Parle Products, one of India’s largest biscuit manufacturers, is taking a different but equally pragmatic approach. Mayank Shah, Vice-President, told The Financial Express that packaging and freight costs constitute about a fifth of total costs. “If the war drags on, we may have to take price hikes,” Shah noted. AWL Agri Business has already flagged a 20% rise in oil-linked costs with Brent crude above US$110 per barrel. These are not panic statements. They are honest, proactive communications.

Even infrastructure giant Larsen & Toubro, which derives 37% of its ₹7.33 lakh crore (US$862 billion) order book from the Middle East, is watching closely. The message across all these examples is consistent: transparency and agility win.
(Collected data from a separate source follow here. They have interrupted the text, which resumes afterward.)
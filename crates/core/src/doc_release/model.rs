use chrono::{Local, NaiveDate};
use serde::{Deserialize, Serialize};

use crate::release::{Release, Version, VersionStatus};

/// Version label used for documents that track the development branch.
pub const DEV_VERSION: &str = "dev";

/// Where a documentation release stands in its support cycle.
///
/// Derived from stored dates, never stored itself.
#[derive(Debug, Clone, Copy, PartialEq, Eq, Serialize, Deserialize)]
#[serde(rename_all = "lowercase")]
pub enum ReleaseStatus {
    /// Docs for the development branch.
    Dev,
    /// An alpha, beta or release candidate without a release date yet.
    Preview,
    /// Released and still maintained.
    Supported,
    /// Past its end of life.
    Unsupported,
}

impl ReleaseStatus {
    pub fn is_supported(&self) -> bool {
        !matches!(self, ReleaseStatus::Unsupported)
    }
}

/// Snapshot of a `document_releases` row: the (language, release) scope a
/// set of documents belongs to.
#[derive(Debug, Clone, PartialEq, Eq, Serialize, Deserialize)]
pub struct DocumentRelease {
    pub id: i64,
    pub lang: String,
    /// Whether these are the docs served when no version is requested.
    pub is_default: bool,
    /// `None` for the development version.
    pub release: Option<Release>,
    /// EOL date of the newest final micro release in the release's series.
    /// Support is decided on this date rather than on the release's own.
    pub series_eol_date: Option<NaiveDate>,
}

impl DocumentRelease {
    /// The release version, or `"dev"`.
    pub fn version(&self) -> &str {
        self.release
            .as_ref()
            .map(|r| r.version.as_str())
            .unwrap_or(DEV_VERSION)
    }

    pub fn status_on(&self, today: NaiveDate) -> ReleaseStatus {
        let Some(release) = &self.release else {
            return ReleaseStatus::Dev;
        };
        if release.date.is_none() {
            return ReleaseStatus::Preview;
        }
        match self.series_eol_date {
            Some(eol) if eol <= today => ReleaseStatus::Unsupported,
            _ => ReleaseStatus::Supported,
        }
    }

    pub fn status(&self) -> ReleaseStatus {
        self.status_on(Local::now().date_naive())
    }

    pub fn is_dev(&self) -> bool {
        self.release.is_none()
    }

    pub fn is_preview(&self) -> bool {
        self.release.as_ref().is_some_and(|r| r.date.is_none())
    }

    pub fn is_supported_on(&self, today: NaiveDate) -> bool {
        self.status_on(today).is_supported()
    }

    pub fn is_supported(&self) -> bool {
        self.status().is_supported()
    }

    /// Source repository reference the docs are built from.
    pub fn scm_url(&self, base: &str) -> String {
        match &self.release {
            Some(release) => format!("{base}@stable/{}.x", release.series()),
            None => format!("{base}@main"),
        }
    }

    pub fn absolute_url(&self) -> String {
        format!("/{}/{}/", self.lang, self.version())
    }
}

/// Database row of a document release joined with its release.
#[derive(Debug, Clone, sqlx::FromRow)]
pub(crate) struct DocumentReleaseRow {
    pub id: i64,
    pub lang: String,
    pub is_default: bool,
    pub r_id: Option<i64>,
    pub r_version: Option<String>,
    pub r_major: Option<i64>,
    pub r_minor: Option<i64>,
    pub r_micro: Option<i64>,
    pub r_status: Option<String>,
    pub r_iteration: Option<i64>,
    pub r_is_lts: Option<bool>,
    pub r_date: Option<NaiveDate>,
    pub r_eol_date: Option<NaiveDate>,
    pub series_eol_date: Option<NaiveDate>,
}

impl From<DocumentReleaseRow> for DocumentRelease {
    fn from(row: DocumentReleaseRow) -> Self {
        let release = match (row.r_id, row.r_version) {
            (Some(id), Some(version)) => {
                let parsed = row
                    .r_status
                    .as_deref()
                    .and_then(|s| s.parse::<VersionStatus>().ok())
                    .map(|status| Version {
                        major: row.r_major.unwrap_or_default() as u32,
                        minor: row.r_minor.unwrap_or_default() as u32,
                        micro: row.r_micro.unwrap_or_default() as u32,
                        status,
                        iteration: row.r_iteration.unwrap_or_default() as u32,
                    });
                Some(Release {
                    id,
                    version,
                    parsed,
                    is_lts: row.r_is_lts.unwrap_or_default(),
                    date: row.r_date,
                    eol_date: row.r_eol_date,
                })
            }
            _ => None,
        };
        DocumentRelease {
            id: row.id,
            lang: row.lang,
            is_default: row.is_default,
            release,
            series_eol_date: row.series_eol_date,
        }
    }
}

#[cfg(test)]
mod tests {
    use super::*;
    use chrono::Days;

    fn today() -> NaiveDate {
        NaiveDate::from_ymd_opt(2024, 6, 15).unwrap()
    }

    fn doc_release(release: Option<Release>, series_eol_date: Option<NaiveDate>) -> DocumentRelease {
        DocumentRelease {
            id: 1,
            lang: "en".into(),
            is_default: false,
            release,
            series_eol_date,
        }
    }

    fn release(version: &str, date: Option<NaiveDate>, eol_date: Option<NaiveDate>) -> Release {
        Release {
            id: 1,
            version: version.into(),
            parsed: Version::parse(version),
            is_lts: false,
            date,
            eol_date,
        }
    }

    #[test]
    fn exactly_one_status_holds() {
        let t = today();
        let cases = [
            (doc_release(None, None), ReleaseStatus::Dev),
            (doc_release(Some(release("3.0", None, None)), None), ReleaseStatus::Preview),
            (
                doc_release(Some(release("1.8", Some(t - Days::new(5)), None)), None),
                ReleaseStatus::Supported,
            ),
            (
                doc_release(
                    Some(release("1.8", Some(t - Days::new(15)), Some(t - Days::new(5)))),
                    Some(t - Days::new(5)),
                ),
                ReleaseStatus::Unsupported,
            ),
        ];
        for (dr, expected) in cases {
            assert_eq!(dr.status_on(t), expected);
            assert_eq!(dr.is_dev(), expected == ReleaseStatus::Dev);
            assert_eq!(dr.is_preview(), expected == ReleaseStatus::Preview);
            assert_eq!(dr.is_supported_on(t), expected != ReleaseStatus::Unsupported);
        }
    }

    #[test]
    fn eol_today_is_unsupported() {
        let t = today();
        let dr = doc_release(Some(release("1.8", Some(t - Days::new(30)), Some(t))), Some(t));
        assert_eq!(dr.status_on(t), ReleaseStatus::Unsupported);
        assert_eq!(dr.status_on(t - Days::new(1)), ReleaseStatus::Supported);
    }

    #[test]
    fn scm_url_points_at_stable_branch() {
        let dr = doc_release(Some(release("4.1", None, None)), None);
        assert_eq!(
            dr.scm_url("https://github.com/django/django.git"),
            "https://github.com/django/django.git@stable/4.1.x"
        );
        let micro = doc_release(Some(release("4.1.3", None, None)), None);
        assert_eq!(micro.scm_url("repo"), "repo@stable/4.1.x");
        assert_eq!(doc_release(None, None).scm_url("repo"), "repo@main");
    }

    #[test]
    fn urls_and_version_labels() {
        let dev = doc_release(None, None);
        assert_eq!(dev.version(), "dev");
        assert_eq!(dev.absolute_url(), "/en/dev/");
        let stable = doc_release(Some(release("5.0", None, None)), None);
        assert_eq!(stable.absolute_url(), "/en/5.0/");
    }
}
Regulatory Innovation: India’s Six-Circular Framework

Governments have responded with surprising speed. India’s Central Board of Indirect Taxes and Customs issued six emergency circulars over 38 days between 8 March and 15 April 2026. The most significant came in Circular No. 21/2026 dated 15 April 2026, which addressed off-loaded cargo returning from foreign ports.

The critical provision? A waiver of the Bill of Entry requirement at the return port, permitting off-loading of containers without fresh documentation, subject to RFID e-seal verification. These relaxations currently operate only until 30 April 2026, but the very fact that they exist shows regulatory muscle-flexing that would have taken months in calmer times.
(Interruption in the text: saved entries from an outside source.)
//! Lookups in the built documentation tree on disk.

use std::path::{Path, PathBuf};

use crate::doc_release::DEV_VERSION;
use crate::error::Result;
use crate::release::Version;

/// Directory holding the built JSON pages of one language and version.
pub fn doc_root(build_root: &Path, lang: &str, version: &str) -> PathBuf {
    build_root.join(lang).join(version).join("_built").join("json")
}

/// The built page for `subpath` under `docroot`: `{subpath}/index.fjson`,
/// then `{subpath}.fjson`. `None` when neither file exists.
pub async fn doc_path(docroot: &Path, subpath: &str) -> Option<PathBuf> {
    let bits: Vec<&str> = subpath
        .split('/')
        .filter(|s| !s.is_empty() && *s != "." && *s != "..")
        .collect();

    let mut index = docroot.to_path_buf();
    for bit in &bits {
        index.push(bit);
    }
    index.push("index.fjson");
    if is_file(&index).await {
        return Some(index);
    }

    let (last, parents) = bits.split_last()?;
    let mut page = docroot.to_path_buf();
    for bit in parents {
        page.push(bit);
    }
    page.push(format!("{last}.fjson"));
    is_file(&page).await.then_some(page)
}

async fn is_file(path: &Path) -> bool {
    tokio::fs::metadata(path).await.is_ok_and(|m| m.is_file())
}

/// Versions offered by the version switcher: every version directory of
/// `lang` that contains a built tree, oldest first, then `"dev"`.
pub async fn all_doc_versions(build_root: &Path, lang: &str) -> Result<Vec<String>> {
    let lang_root = build_root.join(lang);
    let mut found: Vec<(Version, String)> = Vec::new();

    let mut entries = match tokio::fs::read_dir(&lang_root).await {
        Ok(entries) => entries,
        Err(e) if e.kind() == std::io::ErrorKind::NotFound => {
            return Ok(vec![DEV_VERSION.to_string()]);
        }
        Err(e) => return Err(e.into()),
    };

    while let Some(entry) = entries.next_entry().await? {
        let name = entry.file_name().to_string_lossy().into_owned();
        let Some(version) = Version::parse(&name) else {
            continue;
        };
        if tokio::fs::metadata(doc_root(build_root, lang, &name))
            .await
            .is_ok_and(|m| m.is_dir())
        {
            found.push((version, name));
        }
    }

    found.sort();
    let mut versions: Vec<String> = found.into_iter().map(|(_, name)| name).collect();
    versions.push(DEV_VERSION.to_string());
    Ok(versions)
}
Africa Rising: Egypt’s Manufacturing Opportunity

Africa is not waiting passively. Egypt, in particular, is positioning itself as an alternative packaging hub. According to discussions at the Egyptian-Indian Business Council in Cairo, India’s investments in Egypt exceed US$5 billion (₹42,500 crore), spanning nearly 70 factories providing around 40,000 jobs.

Egypt imports US$1.7 billion (₹14,450 crore) worth of polyethylene and polypropylene annually, yet India’s share of that market remains a mere US$20 million (₹170 crore) – a vast, largely untapped opportunity. Egypt’s relatively low customs tariffs – around 8% compared to 18% in the United States – offer a competitive advantage for packaging manufacturers looking to serve African and Middle Eastern markets. UFlex’s new greenfield sterile packaging plant in Egypt, nearing completion, is a direct bet on this thesis.

Pivoting with Purpose: Four Strategies That Work

What are smart companies actually doing? First, regionalising supply chains. UFlex’s multi-country manufacturing footprint is not accidental – it is a deliberate hedge. Second, material substitution. The aluminium aerosol can market, valued at US$7.72 billion (₹65,620 crore) in 2025, is projected to reach US$11.16 billion (₹94,860 crore) by 2033 at a CAGR of 4.62%.

Middle Eastern manufacturers like Gulf Cans Industries and Indian players like Bharat Containers are well-positioned. Third, recycling as strategic asset. UFlex’s new recycling facility in Noida and NowPurchase’s ₹80 crore (US$9.4 million) fundraising for scrap recycling show capital flowing to the right places. Fourth, regulatory arbitrage – using Egypt’s lower tariffs to serve African markets from Egyptian facilities.

The Sunny Outlook: Opportunities Ahead

Where does the sector go from here? Three trends stand out. First, recycled content is having its moment – companies that invested in recycling infrastructure before the crisis now sit on strategic assets. Second, Africa as a manufacturing destination has never looked more attractive. Third, the sustainability agenda gains velocity. As Euromonitor notes, geopolitical shocks offer “a rare window where cost reduction and sustainability objectives converge.”

The Final Wrap

The closure of the Strait of Hormuz is a genuine challenge. Polypropylene prices up 59%. Packaging costs in India up 50-100%. 84% of Middle East polyethylene exports blocked. Yet within these numbers lies genuine momentum.

From UFlex’s profit recovery to Egypt’s manufacturing rise, from India’s regulatory speed to Parle’s transparent planning – the sector is bending, not breaking. Regionalise. Recycle. Reformulate. And keep building. The package always arrives. Now it arrives smarter, leaner, and more resilient than before.